**Supplied data**
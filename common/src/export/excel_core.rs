//! Excel生成（共通ライブラリ）
//!
//! 1社1シートでダッシュボードの内容を書き出す:
//! 判定 → フォレンジック平均 → セクションごとの系列表 → DuPont分析表

use crate::catalog::Section;
use crate::dashboard::{Dashboard, SectionSeries};
use crate::table::Cell;
use rust_xlsxwriter::*;

/// シート名の最大長（Excelの制限）
const MAX_SHEET_NAME_LEN: usize = 31;
const LABEL_COL_WIDTH: f64 = 22.0;
const VALUE_COL_WIDTH: f64 = 12.0;

/// Excelで使えない文字を置き換え、31文字に切り詰める
pub fn sanitize_sheet_name(name: &str) -> String {
    let cleaned: String = name
        .chars()
        .map(|c| match c {
            '[' | ']' | ':' | '*' | '?' | '/' | '\\' => '_',
            other => other,
        })
        .collect();
    let cleaned = cleaned.trim_matches('\'').trim();
    let truncated: String = cleaned.chars().take(MAX_SHEET_NAME_LEN).collect();
    if truncated.is_empty() {
        "Sheet".to_string()
    } else {
        truncated
    }
}

/// 重複しないシート名を割り当てる（大文字小文字は区別しない）
fn unique_sheet_name(name: &str, used: &mut Vec<String>) -> String {
    let base = sanitize_sheet_name(name);
    let mut candidate = base.clone();
    let mut n = 2;
    while used.iter().any(|u| u.eq_ignore_ascii_case(&candidate)) {
        let suffix = format!(" ({})", n);
        let keep = MAX_SHEET_NAME_LEN.saturating_sub(suffix.chars().count());
        candidate = format!("{}{}", base.chars().take(keep).collect::<String>(), suffix);
        n += 1;
    }
    used.push(candidate.clone());
    candidate
}

struct Formats {
    title: Format,
    header: Format,
    label: Format,
    value: Format,
}

impl Formats {
    fn new() -> Self {
        Self {
            title: Format::new().set_bold().set_font_size(14.0),
            header: Format::new()
                .set_bold()
                .set_font_color(Color::RGB(0x333333))
                .set_background_color(Color::RGB(0xE8EEF4))
                .set_align(FormatAlign::Center)
                .set_border(FormatBorder::Thin)
                .set_border_color(Color::RGB(0xAAAAAA)),
            label: Format::new()
                .set_bold()
                .set_background_color(Color::RGB(0xF5F5F5))
                .set_border(FormatBorder::Hair)
                .set_border_color(Color::RGB(0xAAAAAA)),
            value: Format::new()
                .set_num_format("#,##0.00")
                .set_border(FormatBorder::Hair)
                .set_border_color(Color::RGB(0xCCCCCC)),
        }
    }
}

fn write_cell(
    worksheet: &mut Worksheet,
    row: u32,
    col: u16,
    cell: &Cell,
    format: &Format,
) -> Result<(), String> {
    match cell {
        Cell::Empty => Ok(()),
        Cell::Number(n) => worksheet
            .write_number_with_format(row, col, *n, format)
            .map(|_| ())
            .map_err(|e| format!("数値書き込みエラー: {}", e)),
        Cell::Text(s) => worksheet
            .write_string_with_format(row, col, s, format)
            .map(|_| ())
            .map_err(|e| format!("文字列書き込みエラー: {}", e)),
        Cell::Bool(b) => worksheet
            .write_boolean_with_format(row, col, *b, format)
            .map(|_| ())
            .map_err(|e| format!("真偽値書き込みエラー: {}", e)),
    }
}

fn write_label(worksheet: &mut Worksheet, row: u32, col: u16, text: &str, format: &Format) -> Result<(), String> {
    worksheet
        .write_string_with_format(row, col, text, format)
        .map(|_| ())
        .map_err(|e| format!("ラベル書き込みエラー: {}", e))
}

/// セクションの系列表を書き込み、次の空き行を返す
fn write_section(
    worksheet: &mut Worksheet,
    start_row: u32,
    section: &SectionSeries,
    formats: &Formats,
) -> Result<u32, String> {
    let mut row = start_row;
    write_label(worksheet, row, 0, section.section.title(), &formats.title)?;
    row += 1;

    let axis = section.year_axis();
    write_label(worksheet, row, 0, "Metric", &formats.header)?;
    for (i, column) in axis.iter().enumerate() {
        write_label(worksheet, row, (i + 1) as u16, &column.header(), &formats.header)?;
    }
    row += 1;

    for series in &section.series {
        write_label(worksheet, row, 0, &series.metric, &formats.label)?;
        for (i, column) in axis.iter().enumerate() {
            let cell = Cell::from(column.value_in(series));
            write_cell(worksheet, row, (i + 1) as u16, &cell, &formats.value)?;
        }
        row += 1;
    }

    Ok(row + 1)
}

fn write_dashboard(worksheet: &mut Worksheet, dashboard: &Dashboard, formats: &Formats) -> Result<(), String> {
    worksheet
        .set_column_width(0, LABEL_COL_WIDTH)
        .map_err(|e| format!("列幅設定エラー: {}", e))?;
    for col in 1..=16u16 {
        worksheet
            .set_column_width(col, VALUE_COL_WIDTH)
            .map_err(|e| format!("列幅設定エラー: {}", e))?;
    }

    write_label(worksheet, 0, 0, &dashboard.company, &formats.title)?;
    write_label(worksheet, 1, 0, "Verdict", &formats.label)?;
    write_label(worksheet, 1, 1, dashboard.verdict_text(), &formats.value)?;

    let averages = [
        ("Avg M_Score", dashboard.aggregate.avg_m_score),
        ("Avg Z_Score", dashboard.aggregate.avg_z_score),
        ("Avg F_Score", dashboard.aggregate.avg_f_score),
        ("Avg Accruals", dashboard.aggregate.avg_accruals),
    ];
    let mut row = 2;
    for (label, value) in averages {
        write_label(worksheet, row, 0, label, &formats.label)?;
        write_cell(worksheet, row, 1, &Cell::from(value), &formats.value)?;
        row += 1;
    }
    row += 1;

    for section in Section::ALL {
        if let Some(data) = dashboard.section(section) {
            row = write_section(worksheet, row, data, formats)?;
        }
    }

    write_label(worksheet, row, 0, "DuPont Analysis", &formats.title)?;
    row += 1;
    for (i, header) in dashboard.dupont.headers.iter().enumerate() {
        write_label(worksheet, row, i as u16, header, &formats.header)?;
    }
    row += 1;
    for cells in &dashboard.dupont.rows {
        for (i, cell) in cells.iter().enumerate() {
            write_cell(worksheet, row, i as u16, cell, &formats.value)?;
        }
        row += 1;
    }

    Ok(())
}

/// ダッシュボード群をExcelバッファに生成
///
/// # Arguments
/// * `dashboards` - 1社1シートで書き出すダッシュボード
pub fn generate_dashboard_buffer(dashboards: &[Dashboard]) -> Result<Vec<u8>, String> {
    let mut workbook = Workbook::new();
    let formats = Formats::new();
    let mut used_names = Vec::new();

    for dashboard in dashboards {
        let sheet_name = unique_sheet_name(&dashboard.company, &mut used_names);
        let worksheet = workbook.add_worksheet();
        worksheet
            .set_name(&sheet_name)
            .map_err(|e| format!("シート名設定エラー: {}", e))?;
        write_dashboard(worksheet, dashboard, &formats)?;
    }

    // 空のブックは保存できないため空シートを1枚置く
    if dashboards.is_empty() {
        workbook.add_worksheet();
    }

    workbook
        .save_to_buffer()
        .map_err(|e| format!("Excel保存エラー: {}", e))
}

**Exercise brief**
Pick out every line above that holds the word "workbook" and copy it.

**Exercise answer**
    let mut workbook = Workbook::new();
        let worksheet = workbook.add_worksheet();
        workbook.add_worksheet();
    workbook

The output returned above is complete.